## What is being asked
Write out the data exactly, keeping every line.

[Collected data]
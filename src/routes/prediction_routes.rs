use axum::{
    Router,
    routing::{get, post},
};

use crate::controllers::prediction_controller::{
    // Prediction
    predict, get_optimal,
    // Weather
    get_weather,
    // Model lifecycle
    get_model_info, retrain_model,
    // Service
    health, get_config,
};
use crate::shared_state::AppState;

/// Build the `/api/*` sub-router.
/// Handlers extract `State<AppState>` or `State<Arc<Config>>` via `FromRef`.
pub fn api_routes(state: AppState) -> Router {
    Router::new()
        .route("/predict",            post(predict))
        .route("/optimal",            get(get_optimal))
        .route("/weather/{lat}/{lon}", get(get_weather))
        .route("/model",              get(get_model_info))
        .route("/model/retrain",      post(retrain_model))
        .route("/health",             get(health))
        .route("/config",             get(get_config))
        .with_state(state)
}
pub mod features;
pub mod model_store;
pub mod optimal;
pub mod physics_model;
pub mod prediction_service;
pub mod regression;
pub mod scaler;
pub mod solar_geometry;
pub mod synthesizer;
pub mod synthetic_data;
pub mod trainer;
pub mod weather_service;

#[cfg(test)]
pub(crate) mod test_support;
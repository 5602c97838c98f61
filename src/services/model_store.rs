//! Artifact persistence.
//!
//! The scaler and the regressor are stored under two well-known keys. Any
//! failure to load them (absent, unreadable, malformed, wrong layout) falls
//! back to a full retrain whose result overwrites what was there.

use std::collections::HashMap;
use std::path::{Path, PathBuf};
use std::sync::Mutex;

use serde::{Deserialize, Serialize};

use crate::error::PredictionError;
use super::regression::FittedModel;
use super::scaler::StandardScaler;
use super::trainer::{ModelArtifact, ModelTrainer, TrainingReport};

pub const SCALER_KEY: &str = "scaler";
pub const MODEL_KEY: &str = "solar_power_model";

/// Byte storage addressed by key.
pub trait ArtifactStore: Send + Sync {
    fn load(&self, key: &str) -> Result<Option<Vec<u8>>, PredictionError>;

    fn save(&self, key: &str, bytes: &[u8]) -> Result<(), PredictionError>;
}

/// One `<key>.json` file per artifact inside a directory.
#[derive(Debug, Clone)]
pub struct FileArtifactStore {
    dir: PathBuf,
}

impl FileArtifactStore {
    pub fn new(dir: impl Into<PathBuf>) -> Result<Self, PredictionError> {
        let dir = dir.into();
        std::fs::create_dir_all(&dir)?;
        Ok(Self { dir })
    }

    pub fn dir(&self) -> &Path {
        &self.dir
    }

    fn path_for(&self, key: &str) -> PathBuf {
        self.dir.join(format!("{}.json", key))
    }
}

impl ArtifactStore for FileArtifactStore {
    fn load(&self, key: &str) -> Result<Option<Vec<u8>>, PredictionError> {
        match std::fs::read(self.path_for(key)) {
            Ok(bytes) => Ok(Some(bytes)),
            Err(e) if e.kind() == std::io::ErrorKind::NotFound => Ok(None),
            Err(e) => Err(e.into()),
        }
    }

    /// Writes to a temporary file then renames, so readers never see a partial file.
    fn save(&self, key: &str, bytes: &[u8]) -> Result<(), PredictionError> {
        let path = self.path_for(key);
        let tmp = path.with_extension("json.tmp");
        std::fs::write(&tmp, bytes)?;
        std::fs::rename(&tmp, &path)?;
        Ok(())
    }
}

#[derive(Debug, Default)]
pub struct MemoryArtifactStore {
    entries: Mutex<HashMap<String, Vec<u8>>>,
}

impl MemoryArtifactStore {
    pub fn new() -> Self {
        Self::default()
    }
}

impl ArtifactStore for MemoryArtifactStore {
    fn load(&self, key: &str) -> Result<Option<Vec<u8>>, PredictionError> {
        let entries = self
            .entries
            .lock()
            .map_err(|_| PredictionError::Persistence("memory store lock poisoned".to_string()))?;
        Ok(entries.get(key).cloned())
    }

    fn save(&self, key: &str, bytes: &[u8]) -> Result<(), PredictionError> {
        let mut entries = self
            .entries
            .lock()
            .map_err(|_| PredictionError::Persistence("memory store lock poisoned".to_string()))?;
        entries.insert(key.to_string(), bytes.to_vec());
        Ok(())
    }
}

#[derive(Serialize, Deserialize)]
struct ModelRecord {
    model: FittedModel,
    report: TrainingReport,
}

#[derive(Serialize)]
struct ModelRecordRef<'a> {
    model: &'a FittedModel,
    report: &'a TrainingReport,
}

pub struct ModelStore {
    store: Box<dyn ArtifactStore>,
    trainer: ModelTrainer,
}

impl ModelStore {
    pub fn new(store: Box<dyn ArtifactStore>, trainer: ModelTrainer) -> Self {
        Self { store, trainer }
    }

    /// `Ok(None)` when either key is absent.
    pub fn load(&self) -> Result<Option<ModelArtifact>, PredictionError> {
        let (Some(scaler_bytes), Some(model_bytes)) =
            (self.store.load(SCALER_KEY)?, self.store.load(MODEL_KEY)?)
        else {
            return Ok(None);
        };

        let scaler: StandardScaler = serde_json::from_slice(&scaler_bytes)?;
        let record: ModelRecord = serde_json::from_slice(&model_bytes)?;
        let artifact = ModelArtifact {
            scaler,
            model: record.model,
            report: record.report,
        };
        artifact.validate()?;
        Ok(Some(artifact))
    }

    pub fn save(&self, artifact: &ModelArtifact) -> Result<(), PredictionError> {
        let scaler = serde_json::to_vec(&artifact.scaler)?;
        let model = serde_json::to_vec(&ModelRecordRef {
            model: &artifact.model,
            report: &artifact.report,
        })?;
        self.store.save(SCALER_KEY, &scaler)?;
        self.store.save(MODEL_KEY, &model)?;
        Ok(())
    }

    /// Trains a fresh artifact and persists it. A failed save is logged; the
    /// artifact is still returned so it can be served.
    pub fn retrain(&self) -> Result<ModelArtifact, PredictionError> {
        let artifact = self.trainer.train()?;
        match self.save(&artifact) {
            Ok(()) => tracing::info!("model artifacts saved"),
            Err(e) => tracing::warn!("could not persist trained model: {}", e),
        }
        Ok(artifact)
    }

    /// Startup path: reuse persisted artifacts when they load cleanly, otherwise retrain.
    pub fn load_or_train(&self) -> Result<ModelArtifact, PredictionError> {
        match self.load() {
            Ok(Some(artifact)) => {
                tracing::info!(
                    "model loaded ({:?}, holdout R² {:.4}, trained {})",
                    artifact.report.model_kind,
                    artifact.report.r2,
                    artifact.report.trained_at
                );
                return Ok(artifact);
            }
            Ok(None) => tracing::info!("no existing model found, training a new one"),
            Err(e) => tracing::warn!("error loading model ({}), training a new one", e),
        }
        self.retrain()
    }
}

## Answer to the problem
filename src/routes/prediction_routes.rs
use axum::{
    Router,
    routing::{get, post},
};

use crate::controllers::prediction_controller::{
    // Prediction
    predict, get_optimal,
    // Weather
    get_weather,
    // Model lifecycle
    get_model_info, retrain_model,
    // Service
    health, get_config,
};
use crate::shared_state::AppState;

/// Build the `/api/*` sub-router.
/// Handlers extract `State<AppState>` or `State<Arc<Config>>` via `FromRef`.
pub fn api_routes(state: AppState) -> Router {
    Router::new()
        .route("/predict",            post(predict))
        .route("/optimal",            get(get_optimal))
        .route("/weather/{lat}/{lon}", get(get_weather))
        .route("/model",              get(get_model_info))
        .route("/model/retrain",      post(retrain_model))
        .route("/health",             get(health))
        .route("/config",             get(get_config))
        .with_state(state)
}
pub mod features;
pub mod model_store;
pub mod optimal;
pub mod physics_model;
pub mod prediction_service;
pub mod regression;
pub mod scaler;
pub mod solar_geometry;
pub mod synthesizer;
pub mod synthetic_data;
pub mod trainer;
pub mod weather_service;

#[cfg(test)]
pub(crate) mod test_support;
repository 5602c97838c98f61
filename src/services/model_store.rs
//! Artifact persistence.
//!
//! The scaler and the regressor are stored under two well-known keys. Any
//! failure to load them (absent, unreadable, malformed, wrong layout) falls
//! back to a full retrain whose result overwrites what was there.

use std::collections::HashMap;
use std::path::{Path, PathBuf};
use std::sync::Mutex;

use serde::{Deserialize, Serialize};

use crate::error::PredictionError;
use super::regression::FittedModel;
use super::scaler::StandardScaler;
use super::trainer::{ModelArtifact, ModelTrainer, TrainingReport};

pub const SCALER_KEY: &str = "scaler";
pub const MODEL_KEY: &str = "solar_power_model";

/// Byte storage addressed by key.
pub trait ArtifactStore: Send + Sync {
    fn load(&self, key: &str) -> Result<Option<Vec<u8>>, PredictionError>;

    fn save(&self, key: &str, bytes: &[u8]) -> Result<(), PredictionError>;
}

/// One `<key>.json` file per artifact inside a directory.
#[derive(Debug, Clone)]
pub struct FileArtifactStore {
    dir: PathBuf,
}

impl FileArtifactStore {
    pub fn new(dir: impl Into<PathBuf>) -> Result<Self, PredictionError> {
        let dir = dir.into();
        std::fs::create_dir_all(&dir)?;
        Ok(Self { dir })
    }

    pub fn dir(&self) -> &Path {
        &self.dir
    }

    fn path_for(&self, key: &str) -> PathBuf {
        self.dir.join(format!("{}.json", key))
    }
}

impl ArtifactStore for FileArtifactStore {
    fn load(&self, key: &str) -> Result<Option<Vec<u8>>, PredictionError> {
        match std::fs::read(self.path_for(key)) {
            Ok(bytes) => Ok(Some(bytes)),
            Err(e) if e.kind() == std::io::ErrorKind::NotFound => Ok(None),
            Err(e) => Err(e.into()),
        }
    }

    /// Writes to a temporary file then renames, so readers never see a partial file.
    fn save(&self, key: &str, bytes: &[u8]) -> Result<(), PredictionError> {
        let path = self.path_for(key);
        let tmp = path.with_extension("json.tmp");
        std::fs::write(&tmp, bytes)?;
        std::fs::rename(&tmp, &path)?;
        Ok(())
    }
}

#[derive(Debug, Default)]
pub struct MemoryArtifactStore {
    entries: Mutex<HashMap<String, Vec<u8>>>,
}

impl MemoryArtifactStore {
    pub fn new() -> Self {
        Self::default()
    }
}

impl ArtifactStore for MemoryArtifactStore {
    fn load(&self, key: &str) -> Result<Option<Vec<u8>>, PredictionError> {
        let entries = self
            .entries
            .lock()
            .map_err(|_| PredictionError::Persistence("memory store lock poisoned".to_string()))?;
        Ok(entries.get(key).cloned())
    }

    fn save(&self, key: &str, bytes: &[u8]) -> Result<(), PredictionError> {
        let mut entries = self
            .entries
            .lock()
            .map_err(|_| PredictionError::Persistence("memory store lock poisoned".to_string()))?;
        entries.insert(key.to_string(), bytes.to_vec());
        Ok(())
    }
}

#[derive(Serialize, Deserialize)]
struct ModelRecord {
    model: FittedModel,
    report: TrainingReport,
}

#[derive(Serialize)]
struct ModelRecordRef<'a> {
    model: &'a FittedModel,
    report: &'a TrainingReport,
}

pub struct ModelStore {
    store: Box<dyn ArtifactStore>,
    trainer: ModelTrainer,
}

impl ModelStore {
    pub fn new(store: Box<dyn ArtifactStore>, trainer: ModelTrainer) -> Self {
        Self { store, trainer }
    }

    /// `Ok(None)` when either key is absent.
    pub fn load(&self) -> Result<Option<ModelArtifact>, PredictionError> {
        let (Some(scaler_bytes), Some(model_bytes)) =
            (self.store.load(SCALER_KEY)?, self.store.load(MODEL_KEY)?)
        else {
            return Ok(None);
        };

        let scaler: StandardScaler = serde_json::from_slice(&scaler_bytes)?;
        let record: ModelRecord = serde_json::from_slice(&model_bytes)?;
        let artifact = ModelArtifact {
            scaler,
            model: record.model,
            report: record.report,
        };
        artifact.validate()?;
        Ok(Some(artifact))
    }

    pub fn save(&self, artifact: &ModelArtifact) -> Result<(), PredictionError> {
        let scaler = serde_json::to_vec(&artifact.scaler)?;
        let model = serde_json::to_vec(&ModelRecordRef {
            model: &artifact.model,
            report: &artifact.report,
        })?;
        self.store.save(SCALER_KEY, &scaler)?;
        self.store.save(MODEL_KEY, &model)?;
        Ok(())
    }

    /// Trains a fresh artifact and persists it. A failed save is logged; the
    /// artifact is still returned so it can be served.
    pub fn retrain(&self) -> Result<ModelArtifact, PredictionError> {
        let artifact = self.trainer.train()?;
        match self.save(&artifact) {
            Ok(()) => tracing::info!("model artifacts saved"),
            Err(e) => tracing::warn!("could not persist trained model: {}", e),
        }
        Ok(artifact)
    }

    /// Startup path: reuse persisted artifacts when they load cleanly, otherwise retrain.
    pub fn load_or_train(&self) -> Result<ModelArtifact, PredictionError> {
        match self.load() {
            Ok(Some(artifact)) => {
                tracing::info!(
                    "model loaded ({:?}, holdout R² {:.4}, trained {})",
                    artifact.report.model_kind,
                    artifact.report.r2,
                    artifact.report.trained_at
                );
                return Ok(artifact);
            }
            Ok(None) => tracing::info!("no existing model found, training a new one"),
            Err(e) => tracing::warn!("error loading model ({}), training a new one", e),
        }
        self.retrain()
    }
}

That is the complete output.